By default, when the exec.Cmd is used, the child process is assigned the main proces group. As a result, it receives signal sent to the main process too.

In a POSIX-conformant operating system, a process group denotes a collection of one or more processes. Among other things, a process group is used to control the distribution of a signal; when a signal is directed to a process group, the signal is delivered to each process that is a member of the group.

We can change that behavior with setpgid syscall:

cmd.SysProcAttr = &syscall.SysProcAttr{
	Setpgid: true,
	Pgid:    0,
}

Other option, is to make the child process aware of a OS signal:

_term() {
  echo "child: Ignoring signal for 30 sec"
  sleep 30
}

trap _term SIGTERM SIGINT

Testing

  1. Same group - signal received:

    go run system/signal/assets/child-proc-sig.go -new-group
    # press ctrl-c
    

    Output:

    2022/04/03 01:17:45 Main process PID:39465 in group 39442
    2022/04/03 01:17:45 Child process PID 39468 in group 39442
    Starting child process - sleep 60s
    ^Cchild: received signal, ignoring it for 30 sec
    exit status 2
    

    As you can see, child process received signal, and decided to ignore it fo 30sec.
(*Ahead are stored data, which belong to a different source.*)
//! Saving and loading map buffers
//!
//! A persisted map is nothing but the flat byte buffer. The only
//! validation possible, the exact byte length, is therefore mandatory: a
//! file of the wrong length was saved for a different map scale and
//! loading it partially would corrupt everything derived from it.

use std::fs;
use std::path::Path;

use log::info;

use crate::config::ConfigError;
use crate::slam::state::MapSnapshot;

/// Load a persisted map, insisting on exactly `expected_pixels` per side
pub fn load_map<P: AsRef<Path>>(path: P, expected_pixels: usize) -> Result<MapSnapshot, ConfigError> {
    let bytes = fs::read(&path)?;
    let expected = expected_pixels * expected_pixels;
    if bytes.len() != expected {
        return Err(ConfigError::MapSizeMismatch {
            expected,
            actual: bytes.len(),
        });
    }

    info!(
        "loaded {}x{} map from {}",
        expected_pixels,
        expected_pixels,
        path.as_ref().display()
    );
    Ok(MapSnapshot::new(bytes).expect("validated square buffer"))
}

/// Persist a map snapshot as a flat byte file
pub fn save_map<P: AsRef<Path>>(path: P, map: &MapSnapshot) -> Result<(), ConfigError> {
    fs::write(&path, map.bytes())?;
    info!(
        "saved {0}x{0} map to {1}",
        map.size(),
        path.as_ref().display()
    );
    Ok(())
}

#[cfg(test)]
mod tests {
    use super::*;

    #[test]
    fn roundtrip_preserves_bytes() {
        let dir = std::env::temp_dir().join("rover_core_map_roundtrip");
        fs::create_dir_all(&dir).unwrap();
        let path = dir.join("map.bin");

        let original = MapSnapshot::new((0..16).map(|v| v as u8 * 10).collect()).unwrap();
        save_map(&path, &original).unwrap();
        let loaded = load_map(&path, 4).unwrap();

        assert_eq!(loaded, original);
        fs::remove_file(&path).unwrap();
    }

    #[test]
    fn wrong_length_file_is_fatal() {
        let dir = std::env::temp_dir().join("rover_core_map_badlen");
        fs::create_dir_all(&dir).unwrap();
        let path = dir.join("map.bin");
        fs::write(&path, vec![0u8; 100]).unwrap();

        let result = load_map(&path, 4);
        assert!(matches!(
            result,
            Err(ConfigError::MapSizeMismatch {
                expected: 16,
                actual: 100
            })
        ));
        fs::remove_file(&path).unwrap();
    }

    #[test]
    fn missing_file_surfaces_io_error() {
        let result = load_map("/nonexistent/rover/map.bin", 4);
        assert!(matches!(result, Err(ConfigError::Io(_))));
    }
}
If the child did not pick up the signal, it would be shut down too.

  2. New child group - signal not received:

    go run system/signal/assets/child-proc-sig.go
    # press ctrl-c
    

    Output:

    2022/04/03 01:17:56 Main process PID:39537 in group 39515
    2022/04/03 01:17:56 Child process PID 39538 in group 39538
    Starting child process - sleep 60s
    ^Cexit status 2
    

    As you can see, child process doesn’t receive signal, and it’s still running. It will be even if did not handle OS signals.